→ Saved entries
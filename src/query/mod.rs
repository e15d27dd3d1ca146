//! Criteria-based search queries.
//!
//! A [`Query`] is a set of typed [`QueryCriterion`] values over a fixed set of
//! [`SearchableField`]s. Sources declare what they understand with
//! [`SearchCapabilities`] and every query is validated against that
//! declaration before a request goes out. Sources written against the flat
//! [`LegacyFilter`] are served through [`to_filter`].
//!
//! ```
//! use rust_manga_parsers::query::{
//!     CapabilityEntry, CriterionKind, Query, QueryCriterion, SearchCapabilities, SearchableField,
//! };
//!
//! let caps = SearchCapabilities::new([
//!     CapabilityEntry::new(SearchableField::TitleName, [CriterionKind::Match]),
//! ]);
//! let query = Query::builder()
//!     .criterion(QueryCriterion::matching(SearchableField::TitleName, "blame!")?)
//!     .build()?;
//! caps.validate(&query)?;
//! # Ok::<(), rust_manga_parsers::QueryError>(())
//! ```

pub mod builder;
pub mod capabilities;
pub mod convert;
pub mod criterion;
pub mod field;
pub mod filter;
pub mod value;

pub use builder::{Query, QueryBuilder};
pub use capabilities::{CapabilityEntry, FilterCapabilities, SearchCapabilities};
pub use convert::{to_filter, to_query};
pub use criterion::{CriterionKind, QueryCriterion, SingleValue, ValueRange, ValueSet};
pub use field::SearchableField;
pub use filter::{LegacyFilter, YEAR_UNKNOWN};
pub use value::{QueryValue, ValueType};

→ Exercise objective
Could you copy exactly the line containing "pub mod value;" and each line after it through the end of the records, and nothing else?

→ Written response
pub mod value;

pub use builder::{Query, QueryBuilder};
pub use capabilities::{CapabilityEntry, FilterCapabilities, SearchCapabilities};
pub use convert::{to_filter, to_query};
pub use criterion::{CriterionKind, QueryCriterion, SingleValue, ValueRange, ValueSet};
pub use field::SearchableField;
pub use filter::{LegacyFilter, YEAR_UNKNOWN};
pub use value::{QueryValue, ValueType};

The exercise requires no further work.